### WHAT THE TASK ASKS
Can you quote the lines below exactly, starting at the line with "assert_eq!(untag.bits(5), 3);" and going through the last one?

Collected data:
▼
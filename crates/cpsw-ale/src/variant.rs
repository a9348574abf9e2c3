//! Silicon variant descriptors.
//!
//! Every supported switch revision is described by a static
//! [`AleVariant`]: table size, feature flags, register field map and the
//! bit layout of VLAN entries. The descriptor is resolved once from the
//! device identity string and never consulted by name again.

use crate::entry::VLAN_ID_START;
use crate::error::{AleError, AleResult};
use crate::regs::{RegFieldMap, CPSW_FIELDS, NU_FIELDS};
use bitflags::bitflags;

bitflags! {
    /// Optional hardware features.
    #[derive(Debug, Clone, Copy, PartialEq, Eq, Hash)]
    pub struct AleFeatures: u32 {
        /// STATUS reports table and policer sizes.
        const STATUS_REG = 1 << 0;
        /// Aging runs from the AGING_TIMER countdown.
        const HW_AUTOAGING = 1 << 1;
    }
}

/// Logical sub-fields of a VLAN entry.
#[derive(Debug, Clone, Copy, PartialEq, Eq, Hash)]
pub enum VlanField {
    MemberList,
    UnregMcastMask,
    UnregMcastIdx,
    RegMcastMask,
    RegMcastIdx,
    ForceUntaggedMask,
}

impl VlanField {
    const COUNT: usize = 6;

    const ALL: [VlanField; VlanField::COUNT] = [
        VlanField::MemberList,
        VlanField::UnregMcastMask,
        VlanField::UnregMcastIdx,
        VlanField::RegMcastMask,
        VlanField::RegMcastIdx,
        VlanField::ForceUntaggedMask,
    ];

    const fn index(self) -> usize {
        self as usize
    }

    /// Fields holding one bit per port.
    pub const fn is_port_mask(self) -> bool {
        !matches!(self, VlanField::UnregMcastIdx | VlanField::RegMcastIdx)
    }
}

/// Width of a VLAN entry field.
#[derive(Debug, Clone, Copy, PartialEq, Eq)]
pub enum FieldWidth {
    Fixed(u32),
    /// As wide as the engine's port mask.
    PortMask,
}

/// Position of one VLAN entry field; `None` in a layout means the field
/// does not exist on that variant.
#[derive(Debug, Clone, Copy, PartialEq, Eq)]
pub struct FieldDesc {
    pub start: u32,
    pub width: FieldWidth,
}

impl FieldDesc {
    const fn fixed(start: u32, bits: u32) -> Option<Self> {
        Some(Self {
            start,
            width: FieldWidth::Fixed(bits),
        })
    }

    const fn port_mask(start: u32) -> Option<Self> {
        Some(Self {
            start,
            width: FieldWidth::PortMask,
        })
    }

    /// Width in bits for an engine with `port_mask_bits` wide masks.
    pub const fn bits(&self, port_mask_bits: u32) -> u32 {
        match self.width {
            FieldWidth::Fixed(bits) => bits,
            FieldWidth::PortMask => port_mask_bits,
        }
    }
}

/// VLAN entry bit layout of one silicon family.
#[derive(Debug, Clone, Copy, PartialEq, Eq)]
pub struct VlanEntryLayout {
    pub name: &'static str,
    fields: [Option<FieldDesc>; VlanField::COUNT],
}

impl VlanEntryLayout {
    pub const fn field(&self, field: VlanField) -> Option<FieldDesc> {
        self.fields[field.index()]
    }

    pub const fn allows(&self, field: VlanField) -> bool {
        self.fields[field.index()].is_some()
    }

    /// Checks that every field fits below the VLAN id for a switch with
    /// `ports` ports. Mask fields must hold one bit per port and no two
    /// fields may share a bit.
    pub fn check_ports(&self, ports: u32) -> AleResult<()> {
        let mut spans = Vec::with_capacity(VlanField::COUNT);
        for field in VlanField::ALL {
            let Some(desc) = self.field(field) else {
                continue;
            };
            let bits = desc.bits(ports);
            if field.is_port_mask() && bits < ports {
                return Err(AleError::Config(format!(
                    "{} vlan layout holds {bits} ports in {field:?}, {ports} requested",
                    self.name
                )));
            }
            if desc.start + bits > VLAN_ID_START {
                return Err(AleError::Config(format!(
                    "{} vlan layout: {field:?} overruns the vlan id with {ports} ports",
                    self.name
                )));
            }
            spans.push((desc.start, desc.start + bits, field));
        }

        spans.sort_unstable_by_key(|&(start, _, _)| start);
        for pair in spans.windows(2) {
            let ((_, end, lo), (start, _, hi)) = (pair[0], pair[1]);
            if end > start {
                return Err(AleError::Config(format!(
                    "{} vlan layout: {lo:?} overlaps {hi:?} with {ports} ports",
                    self.name
                )));
            }
        }
        Ok(())
    }
}

// Field order follows VlanField.
pub static VLAN_LAYOUT_CLASSIC: VlanEntryLayout = VlanEntryLayout {
    name: "cpsw",
    fields: [
        FieldDesc::fixed(0, 3),
        FieldDesc::fixed(8, 3),
        None,
        FieldDesc::fixed(16, 3),
        None,
        FieldDesc::fixed(24, 3),
    ],
};

pub static VLAN_LAYOUT_NU: VlanEntryLayout = VlanEntryLayout {
    name: "nu",
    fields: [
        FieldDesc::port_mask(0),
        None,
        FieldDesc::fixed(20, 3),
        None,
        FieldDesc::fixed(44, 3),
        FieldDesc::port_mask(24),
    ],
};

pub static VLAN_LAYOUT_K3_CPSWXG: VlanEntryLayout = VlanEntryLayout {
    name: "k3-cpswxg",
    fields: [
        FieldDesc::port_mask(0),
        FieldDesc::port_mask(12),
        None,
        FieldDesc::port_mask(36),
        None,
        FieldDesc::port_mask(24),
    ],
};

/// Static description of one ALE silicon revision.
#[derive(Debug, Clone, Copy)]
pub struct AleVariant {
    pub dev_id: &'static str,
    /// Table size; 0 means "read from STATUS".
    pub tbl_entries: u32,
    pub features: AleFeatures,
    pub reg_fields: &'static RegFieldMap,
    /// Multicast flood masks live in VLAN_MASK_MUX registers.
    pub nu_switch: bool,
    pub vlan_layout: &'static VlanEntryLayout,
    /// Width of the IDVER major version field.
    pub major_ver_mask: u32,
}

impl AleVariant {
    pub fn has_status_reg(&self) -> bool {
        self.features.contains(AleFeatures::STATUS_REG)
    }

    pub fn has_hw_autoaging(&self) -> bool {
        self.features.contains(AleFeatures::HW_AUTOAGING)
    }

    /// Resolves a device identity string.
    pub fn lookup(dev_id: &str) -> AleResult<&'static AleVariant> {
        ALE_VARIANTS
            .iter()
            .find(|v| v.dev_id == dev_id)
            .ok_or_else(|| AleError::UnknownDevice(dev_id.to_string()))
    }

    pub fn all() -> &'static [AleVariant] {
        ALE_VARIANTS
    }
}

static ALE_VARIANTS: &[AleVariant] = &[
    // am3/4/5, dra7, dm814x, 66ak2hk-gbe
    AleVariant {
        dev_id: "cpsw",
        tbl_entries: 1024,
        features: AleFeatures::empty(),
        reg_fields: &CPSW_FIELDS,
        nu_switch: false,
        vlan_layout: &VLAN_LAYOUT_CLASSIC,
        major_ver_mask: 0xff,
    },
    AleVariant {
        dev_id: "66ak2h-xgbe",
        tbl_entries: 2048,
        features: AleFeatures::empty(),
        reg_fields: &CPSW_FIELDS,
        nu_switch: false,
        vlan_layout: &VLAN_LAYOUT_CLASSIC,
        major_ver_mask: 0xff,
    },
    AleVariant {
        dev_id: "66ak2el",
        tbl_entries: 0,
        features: AleFeatures::STATUS_REG,
        reg_fields: &NU_FIELDS,
        nu_switch: true,
        vlan_layout: &VLAN_LAYOUT_NU,
        major_ver_mask: 0x7,
    },
    AleVariant {
        dev_id: "66ak2g",
        tbl_entries: 64,
        features: AleFeatures::STATUS_REG,
        reg_fields: &NU_FIELDS,
        nu_switch: true,
        vlan_layout: &VLAN_LAYOUT_NU,
        major_ver_mask: 0x7,
    },
    AleVariant {
        dev_id: "am65x-cpsw2g",
        tbl_entries: 64,
        features: AleFeatures::STATUS_REG.union(AleFeatures::HW_AUTOAGING),
        reg_fields: &NU_FIELDS,
        nu_switch: true,
        vlan_layout: &VLAN_LAYOUT_NU,
        major_ver_mask: 0x7,
    },
    AleVariant {
        dev_id: "j721e-cpswxg",
        tbl_entries: 0,
        features: AleFeatures::STATUS_REG.union(AleFeatures::HW_AUTOAGING),
        reg_fields: &NU_FIELDS,
        nu_switch: false,
        vlan_layout: &VLAN_LAYOUT_K3_CPSWXG,
        major_ver_mask: 0x7,
    },
    AleVariant {
        dev_id: "am64-cpswxg",
        tbl_entries: 512,
        features: AleFeatures::STATUS_REG.union(AleFeatures::HW_AUTOAGING),
        reg_fields: &NU_FIELDS,
        nu_switch: false,
        vlan_layout: &VLAN_LAYOUT_K3_CPSWXG,
        major_ver_mask: 0x7,
    },
];

#[cfg(test)]
mod tests {
    use super::*;
    use pretty_assertions::assert_eq;

    #[test]
    fn test_lookup() {
        let v = AleVariant::lookup("am65x-cpsw2g").unwrap();
        assert_eq!(v.tbl_entries, 64);
        assert!(v.nu_switch);
        assert!(v.has_status_reg());
        assert!(v.has_hw_autoaging());

        let v = AleVariant::lookup("cpsw").unwrap();
        assert_eq!(v.tbl_entries, 1024);
        assert!(!v.has_status_reg());

        let err = AleVariant::lookup("am99").unwrap_err();
        assert!(matches!(err, AleError::UnknownDevice(id) if id == "am99"));
    }

    #[test]
    fn test_dev_ids_unique() {
        let all = AleVariant::all();
        for (i, a) in all.iter().enumerate() {
            assert!(all[i + 1..].iter().all(|b| b.dev_id != a.dev_id));
        }
        assert_eq!(all.len(), 7);
    }

    #[test]
    fn test_classic_layout() {
        let layout = &VLAN_LAYOUT_CLASSIC;
        assert!(!layout.allows(VlanField::RegMcastIdx));
        let untag = layout.field(VlanField::ForceUntaggedMask).unwrap();
        assert_eq!(untag.start, 24);
        assert_eq!(untag.bits(5), 3);
    }

    #[test]
    fn test_nu_layout_uses_indices() {
        let layout = &VLAN_LAYOUT_NU;
        assert!(!layout.allows(VlanField::RegMcastMask));
        assert!(!layout.allows(VlanField::UnregMcastMask));
        assert_eq!(layout.field(VlanField::RegMcastIdx).unwrap().start, 44);
        assert_eq!(layout.field(VlanField::UnregMcastIdx).unwrap().start, 20);
        assert_eq!(layout.field(VlanField::MemberList).unwrap().bits(3), 3);
    }

    #[test]
    fn test_k3_layout_is_port_mask_wide() {
        let layout = &VLAN_LAYOUT_K3_CPSWXG;
        let reg = layout.field(VlanField::RegMcastMask).unwrap();
        assert_eq!(reg.start, 36);
        assert_eq!(reg.bits(9), 9);
        assert!(!layout.allows(VlanField::UnregMcastIdx));
    }

    #[test]
    fn test_layouts_bound_port_count() {
        for (layout, max) in [
            (&VLAN_LAYOUT_CLASSIC, 3),
            (&VLAN_LAYOUT_NU, 20),
            (&VLAN_LAYOUT_K3_CPSWXG, 12),
        ] {
            for ports in 1..=max {
                layout.check_ports(ports).unwrap();
            }
            let err = layout.check_ports(max + 1).unwrap_err();
            assert!(matches!(err, AleError::Config(_)), "{}: {err}", layout.name);
        }
    }
}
▲
### OUTPUT
        assert_eq!(untag.bits(5), 3);
    }

    #[test]
    fn test_nu_layout_uses_indices() {
        let layout = &VLAN_LAYOUT_NU;
        assert!(!layout.allows(VlanField::RegMcastMask));
        assert!(!layout.allows(VlanField::UnregMcastMask));
        assert_eq!(layout.field(VlanField::RegMcastIdx).unwrap().start, 44);
        assert_eq!(layout.field(VlanField::UnregMcastIdx).unwrap().start, 20);
        assert_eq!(layout.field(VlanField::MemberList).unwrap().bits(3), 3);
    }

    #[test]
    fn test_k3_layout_is_port_mask_wide() {
        let layout = &VLAN_LAYOUT_K3_CPSWXG;
        let reg = layout.field(VlanField::RegMcastMask).unwrap();
        assert_eq!(reg.start, 36);
        assert_eq!(reg.bits(9), 9);
        assert!(!layout.allows(VlanField::UnregMcastIdx));
    }

    #[test]
    fn test_layouts_bound_port_count() {
        for (layout, max) in [
            (&VLAN_LAYOUT_CLASSIC, 3),
            (&VLAN_LAYOUT_NU, 20),
            (&VLAN_LAYOUT_K3_CPSWXG, 12),
        ] {
            for ports in 1..=max {
                layout.check_ports(ports).unwrap();
            }
            let err = layout.check_ports(max + 1).unwrap_err();
            assert!(matches!(err, AleError::Config(_)), "{}: {err}", layout.name);
        }
    }
}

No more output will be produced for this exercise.